Let's update our plot:
```{r chi_squared_mosaic2}
n_3 <- sum(untreated_df$age == 3)
n_7 <- sum(untreated_df$age == 7)
n_15 <- sum(untreated_df$age == 15)
n_30 <- sum(untreated_df$age == 30)
pvalue <- case_when(untreated_chisq_res$p.value > 0.05 ~ as.character(round(untreated_chisq_res$p.value, 3)),
untreated_chisq_res$p.value < 0.0001 ~ "< 0.0001",
untreated_chisq_res$p.value < 0.001 ~ "< 0.001",
untreated_chisq_res$p.value < 0.01 ~ "< 0.01",
untreated_chisq_res$p.value < 0.05 ~ "< 0.05",
)
caption <- paste0("Task1 success rate (1: success; 0: fail) of untreated mice (n = ",
untreated_sample_size, "), over time (P3 n = ",
n_3, ", P7 n = ", n_7, ", P15 n = ", n_15, ", P30 n = ", n_30,
"). Statistics calculated through Fisher's exact test.")

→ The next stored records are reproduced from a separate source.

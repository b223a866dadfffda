//! Configuration for tracing and instrumentation

use serde::{Deserialize, Serialize};

/// Main instrumentation configuration
#[derive(Debug, Clone, Serialize, Deserialize)]
pub struct InstrumentationConfig {
    /// Service name attached to log output
    pub service_name: String,
    /// Log level filter (e.g., "info", "debug", "sc_login_auth=trace")
    pub log_level: String,
    /// Emit JSON lines instead of human-readable output
    #[serde(default)]
    pub json: bool,
}

impl Default for InstrumentationConfig {
    fn default() -> Self {
        Self {
            service_name: "sc-login".to_string(),
            log_level: "info".to_string(),
            json: false,
        }
    }
}

impl InstrumentationConfig {
    /// Create configuration from environment variables
    ///
    /// Supports the following environment variables:
    /// - `SERVICE_NAME`: Service name
    /// - `RUST_LOG`: Log level filter
    /// - `SC_LOGIN_LOG_JSON`: `1` or `true` for JSON output
    pub fn from_env() -> Self {
        let defaults = Self::default();

        Self {
            service_name: std::env::var("SERVICE_NAME").unwrap_or(defaults.service_name),
            log_level: std::env::var("RUST_LOG").unwrap_or(defaults.log_level),
            json: matches!(
                std::env::var("SC_LOGIN_LOG_JSON").as_deref(),
                Ok("1") | Ok("true")
            ),
        }
    }

    /// Override the log level filter
    pub fn with_log_level(mut self, level: impl Into<String>) -> Self {
        self.log_level = level.into();
        self
    }
}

untreated_mosaic <- untreated_mosaic +
labs(subtitle = paste0("Cramer's V: ", round(untreated_cramer, 3),
", p-value: ", pvalue),
caption = str_wrap(caption, width = 125)) +
theme(plot.subtitle = element_text(size = 10, hjust = 0.07),
plot.caption = element_text(hjust = 0, debug = F, margin = margin(t= 20)),
plot.caption.position = "plot")
untreated_mosaic
```
Amazing, we have ansewred all the questions through these 3 test. Now you are able to use them in your personal analysis!